Steven Drozd: Well, it is funny, Wayne and I have been going back and forth about Yes since I first joined the band. Back in the 90’s it was not cool to listen to any English progressive rock of the 70’s, you just couldn’t do that, you know? Back when I joined the Lips in ‘91, you had to have your Jesus Lizard, Nirvana, Sonic Youth and your Dinosaur Jr. If you had any prog rock records from the 70’s they had to be way in the back. I think younger people now don’t give a shit at all what genre of music it is. They either like it or they don’t, whether it is Led Zeppelin or hip hop from the 80’s, everything is just wide open. When I was in my 20’s everyone was a lot harder about what was cool and what wasn’t cool.
I don’t think Wayne actually knew “Heart of the Sunrise” before I played it back in like ’94, or something. Maybe he did, but he had kind of forgotten about it. Over the years we have always talked about how cool that song is, how much we loved it and wouldn’t it be great if The Flaming Lips did it, but we never got around to it. So, when we were getting this project together we thought ‘Well here’s a perfect opportunity to try to do this song.” The Linear Downfall guys actually learned the whole 9-minute version of the Yes song. We did play it with them a couple of times, but it felt too straight, like a cover. We decided to strip away all the time signature changes and all of the corky, weird riff stuff and do just the main meat of the song. That’s kind of how that came about. I think when we do it live we are going to play the intro and then go into the song that we do.

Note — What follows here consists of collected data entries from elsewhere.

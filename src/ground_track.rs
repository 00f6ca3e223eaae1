//! Ground tracks over a whole number of orbital periods, and the chart-ready
//! view built from them.

use chrono::{DateTime, Duration, FixedOffset};
use tracing::{debug, warn};

use crate::config::{
    DEFAULT_SAMPLES_PER_PERIOD, DEFAULT_WRAP_THRESHOLD, MAX_PROPAGATION_DAYS, MAX_TRACK_SAMPLES,
};
use crate::error::{Error, Result};
use crate::observer::Observer;
use crate::satellite::Satellite;
use crate::segment::{segment, Sample, Track};

#[cfg(feature = "web")]
use serde::Serialize;

#[derive(Clone, Copy, Debug, Default, PartialEq, Eq)]
pub enum Direction {
    /// From the reference time onward
    #[default]
    Forward,
    /// Ending at the reference time
    Backward,
}

impl std::str::FromStr for Direction {
    type Err = Error;

    fn from_str(s: &str) -> Result<Self> {
        match s.trim().to_ascii_lowercase().as_str() {
            "forward" | "forwards" | "f" => Ok(Self::Forward),
            "backward" | "backwards" | "b" => Ok(Self::Backward),
            other => Err(Error::invalid(format!("unknown direction \"{other}\""))),
        }
    }
}

#[derive(Clone, Debug)]
pub struct GroundTrackRequest {
    pub reference_time: DateTime<FixedOffset>,
    pub periods: f64,
    pub direction: Direction,
    pub samples_per_period: usize,
}

impl GroundTrackRequest {
    pub fn new(reference_time: DateTime<FixedOffset>, periods: f64) -> Self {
        Self {
            reference_time,
            periods,
            direction: Direction::Forward,
            samples_per_period: DEFAULT_SAMPLES_PER_PERIOD,
        }
    }

    pub fn with_direction(mut self, direction: Direction) -> Self {
        self.direction = direction;
        self
    }

    pub fn with_samples_per_period(mut self, samples: usize) -> Self {
        self.samples_per_period = samples;
        self
    }
}

pub struct GroundTrack {
    pub name: String,
    pub track: Track,
    pub times: Vec<DateTime<FixedOffset>>,
    /// Sub-satellite point at the reference time
    pub reference: Sample,
}

/// Propagates `satellite` over `request.periods` orbits either side of the
/// reference time. Samples come back in chronological order whatever the
/// direction.
pub fn generate(satellite: &Satellite, request: &GroundTrackRequest) -> Result<GroundTrack> {
    if !request.periods.is_finite() || request.periods <= 0.0 {
        return Err(Error::invalid(format!(
            "periods must be positive, got {}",
            request.periods
        )));
    }
    if request.samples_per_period < 2 {
        return Err(Error::invalid("at least 2 samples per period are needed"));
    }

    // window check in days first, so oversized spans never reach DateTime arithmetic
    let reference_days = satellite.days_since_epoch(&request.reference_time);
    let span_days = request.periods * satellite.period_minutes() / 1440.0;
    let start_days = match request.direction {
        Direction::Forward => reference_days,
        Direction::Backward => reference_days - span_days,
    };
    for days in [start_days, start_days + span_days] {
        if !days.is_finite() || days.abs() > MAX_PROPAGATION_DAYS {
            warn!("Refusing to propagate {} to {days:.1} days from epoch", satellite.name());
            return Err(Error::OutsidePropagationWindow {
                days: days.abs(),
                max_days: MAX_PROPAGATION_DAYS,
            });
        }
    }

    let intervals = (request.periods * request.samples_per_period as f64).ceil();
    if intervals > MAX_TRACK_SAMPLES as f64 {
        return Err(Error::invalid(format!(
            "{intervals} samples requested, at most {MAX_TRACK_SAMPLES} allowed"
        )));
    }
    let intervals = intervals as usize;

    let span_ms = span_days * 86_400_000.0;
    let start = match request.direction {
        Direction::Forward => request.reference_time,
        Direction::Backward => request.reference_time - Duration::milliseconds(span_ms as i64),
    };
    let end = start + Duration::milliseconds(span_ms as i64);

    let step_ms = span_ms / intervals as f64;
    let times: Vec<_> = (0..=intervals)
        .map(|i| start + Duration::milliseconds((step_ms * i as f64).round() as i64))
        .collect();

    let track = times
        .iter()
        .map(|t| {
            let (lon, lat, _) = satellite.predict(t)?.position;
            Ok(Sample::new(lon, lat))
        })
        .collect::<Result<Track>>()?;

    let (lon, lat, _) = satellite.predict(&request.reference_time)?.position;
    debug!(
        "Generated {} samples for {} from {start} to {end}",
        track.len(),
        satellite.name()
    );

    Ok(GroundTrack {
        name: satellite.name(),
        track,
        times,
        reference: Sample::new(lon, lat),
    })
}

#[derive(Clone, Debug, PartialEq)]
#[cfg_attr(feature = "web", derive(Serialize))]
pub struct PlotColors {
    pub path: String,
    pub observer: String,
    pub reference: String,
}

impl Default for PlotColors {
    fn default() -> Self {
        Self {
            path: "#808000".into(),
            observer: "#0000ff".into(),
            reference: "#ff0000".into(),
        }
    }
}

/// One polyline of the track, in the parallel-array shape charting libraries
/// take.
#[derive(Clone, Debug, PartialEq)]
#[cfg_attr(feature = "web", derive(Serialize))]
pub struct LineTrace {
    pub name: String,
    pub lon: Vec<f64>,
    pub lat: Vec<f64>,
    pub color: String,
}

#[derive(Clone, Debug, PartialEq)]
#[cfg_attr(feature = "web", derive(Serialize))]
pub struct Marker {
    pub name: String,
    pub lon: f64,
    pub lat: f64,
    pub color: String,
}

#[derive(Clone, Debug, PartialEq)]
#[cfg_attr(feature = "web", derive(Serialize))]
pub struct GroundTrackPlot {
    pub title: String,
    pub lines: Vec<LineTrace>,
    pub observer: Marker,
    pub reference: Marker,
}

impl GroundTrackPlot {
    pub fn build(
        ground_track: &GroundTrack,
        observer: &Observer,
        colors: &PlotColors,
        wrap_threshold: f64,
    ) -> Self {
        let lines = segment(&ground_track.track, wrap_threshold)
            .into_iter()
            .enumerate()
            .map(|(i, samples)| LineTrace {
                name: format!("Segment {}", i + 1),
                lon: samples.iter().map(|s| s.lon).collect(),
                lat: samples.iter().map(|s| s.lat).collect(),
                color: colors.path.clone(),
            })
            .collect();

        Self {
            title: format!("{} Ground Track", ground_track.name),
            lines,
            observer: Marker {
                name: "Observer".into(),
                lon: observer.lon,
                lat: observer.lat,
                color: colors.observer.clone(),
            },
            reference: Marker {
                name: "Satellite @ Reference".into(),
                lon: ground_track.reference.lon,
                lat: ground_track.reference.lat,
                color: colors.reference.clone(),
            },
        }
    }

    pub fn with_default_threshold(
        ground_track: &GroundTrack,
        observer: &Observer,
        colors: &PlotColors,
    ) -> Self {
        Self::build(ground_track, observer, colors, DEFAULT_WRAP_THRESHOLD)
    }
}
use std::fmt::{self, Debug};

use chrono::{DateTime, FixedOffset, TimeZone, Utc};
use sgp4::{Classification, Constants, Elements, MinutesSinceEpoch};

use crate::config::MU;
use crate::error::{Error, Result};
use crate::transform;

#[cfg(feature = "web")]
use {crate::config::CELESTRAK_URL, tracing::info};

#[derive(Clone, Debug, PartialEq)]
pub struct Tle {
    pub name: Option<String>,
    pub line1: String,
    pub line2: String,
}

impl Tle {
    /// Reads the first element set in `text`, with or without a name line.
    pub fn parse(text: &str) -> Result<Self> {
        let lines: Vec<&str> = text
            .lines()
            .map(str::trim)
            .filter(|l| !l.is_empty())
            .collect();

        match lines.as_slice() {
            [l1, l2, ..] if l1.starts_with("1 ") && l2.starts_with("2 ") => Ok(Self {
                name: None,
                line1: l1.to_string(),
                line2: l2.to_string(),
            }),
            [name, l1, l2, ..] if l1.starts_with("1 ") && l2.starts_with("2 ") => Ok(Self {
                name: Some(name.trim_start_matches("0 ").to_string()),
                line1: l1.to_string(),
                line2: l2.to_string(),
            }),
            _ => Err(Error::Tle("expected a 2 or 3 line element set".into())),
        }
    }
}

pub struct Satellite {
    pub tle: Tle,
    pub elements: Elements,
    pub constants: Constants,
}

impl Debug for Satellite {
    fn fmt(&self, f: &mut fmt::Formatter<'_>) -> fmt::Result {
        f.debug_struct("Satellite")
            .field("name", &self.name())
            .field("norad_id", &self.elements.norad_id)
            .field("epoch", &self.elements.datetime)
            .finish()
    }
}

pub struct GeoPrediction {
    /// Longitude deg, latitude deg, altitude km
    pub position: (f64, f64, f64),
    /// TEME position, km
    pub eci: [f64; 3],
    /// km/h
    pub speed: f64,
    pub gmst: f64,
}

#[derive(Clone, Debug, PartialEq)]
#[cfg_attr(feature = "web", derive(serde::Serialize))]
pub struct OrbitSummary {
    pub name: String,
    pub norad_id: u64,
    pub classification: &'static str,
    pub launch_year: Option<i32>,
    pub epoch: DateTime<Utc>,
    pub semi_major_axis_km: f64,
    pub eccentricity: f64,
    pub inclination_deg: f64,
    pub raan_deg: f64,
    pub argument_of_perigee_deg: f64,
    pub period_minutes: f64,
}

impl Satellite {
    #[cfg(feature = "web")]
    pub fn from_norad_cat(id: u64) -> Result<Self> {
        let text = reqwest::blocking::get(format!("{CELESTRAK_URL}?CATNR={id}&FORMAT=TLE"))?
            .error_for_status()?
            .text()?;
        info!("Fetched TLE for {id} from celestrak.org");
        Self::from_tle(Tle::parse(&text)?)
    }

    pub fn from_tle(tle: Tle) -> Result<Self> {
        let elements = Elements::from_tle(
            tle.name.clone(),
            tle.line1.as_bytes(),
            tle.line2.as_bytes(),
        )
        .map_err(|e| Error::Tle(e.to_string()))?;

        let constants =
            Constants::from_elements(&elements).map_err(|e| Error::Tle(e.to_string()))?;

        Ok(Self {
            tle,
            elements,
            constants,
        })
    }

    pub fn name(&self) -> String {
        match &self.elements.object_name {
            Some(name) if !name.trim().is_empty() => name.trim().to_string(),
            _ => format!("NORAD {}", self.elements.norad_id),
        }
    }

    pub fn epoch(&self) -> DateTime<Utc> {
        Utc.from_utc_datetime(&self.elements.datetime)
    }

    /// Fractional days from the TLE epoch to `time`, negative before it.
    pub fn days_since_epoch<Tz: TimeZone>(&self, time: &DateTime<Tz>) -> f64 {
        let elapsed = time.with_timezone(&Utc).signed_duration_since(self.epoch());
        elapsed.num_milliseconds() as f64 / 86_400_000.0
    }

    pub fn period_minutes(&self) -> f64 {
        1440.0 / self.elements.mean_motion
    }

    pub fn predict(&self, time: &DateTime<FixedOffset>) -> Result<GeoPrediction> {
        let epoch = time.offset().from_utc_datetime(&self.elements.datetime);
        let elapsed_ms = time.signed_duration_since(epoch).num_milliseconds() as f64;

        let prediction = self
            .constants
            .propagate(MinutesSinceEpoch(elapsed_ms / 60_000.0))
            .map_err(|e| Error::Propagation(e.to_string()))?;

        let gmst = sgp4::iau_epoch_to_sidereal_time(
            self.elements.epoch() + elapsed_ms / (31_557_600.0 * 1000.0),
        );

        let [x, y, z] = prediction.position;
        let position = transform::eci_to_geodetic(x, y, z, gmst);

        let v = prediction.velocity;
        let speed = (v[0].powi(2) + v[1].powi(2) + v[2].powi(2)).sqrt() * 3.6e3; // km/s to km/h

        Ok(GeoPrediction {
            position,
            eci: prediction.position,
            speed,
            gmst,
        })
    }

    /// Two digit launch year from the international designator, pivoting at 57.
    pub fn launch_year(&self) -> Option<i32> {
        let yy: i32 = self.tle.line1.get(9..11)?.trim().parse().ok()?;
        Some(if yy < 57 { yy + 2000 } else { yy + 1900 })
    }

    pub fn summary(&self) -> OrbitSummary {
        let period_minutes = self.period_minutes();
        let period_seconds = period_minutes * 60.0;
        let semi_major_axis_km =
            (MU * (period_seconds / (2.0 * std::f64::consts::PI)).powi(2)).cbrt();

        OrbitSummary {
            name: self.name(),
            norad_id: self.elements.norad_id,
            classification: match self.elements.classification {
                Classification::Unclassified => "Unclassified",
                Classification::Classified => "Classified",
                Classification::Secret => "Secret",
            },
            launch_year: self.launch_year(),
            epoch: self.epoch(),
            semi_major_axis_km,
            eccentricity: self.elements.eccentricity,
            inclination_deg: self.elements.inclination,
            raan_deg: self.elements.right_ascension,
            argument_of_perigee_deg: self.elements.argument_of_perigee,
            period_minutes,
        }
    }
}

Wayne and I were batting back and forth names for a couple of months. I had a couple of awful ones, Tweepy Dweeb was one and he came up with Electric Würms. I thought of the U with the umlat thing as a nod to Steve Howe and Yes. Even the title of the record is kind of an absurdist thing, which people don’t understand. We are using this heavy-handed German language but it is actually incorrect and it had the term ‘twerk’ in it. If people don’t understand that it is supposed to be an absurdist thing, I don’t know what to tell them. A lot more fans are writing, “That’s not translated correctly” and “You did that wrong”. So, yeah, we know. Wayne just put ‘Music that is hard to twerk to’ in the Google German Translator and that’s what it spit out. If people don’t understand that it is supposed to be kind of a joke, I don’t know what to tell people.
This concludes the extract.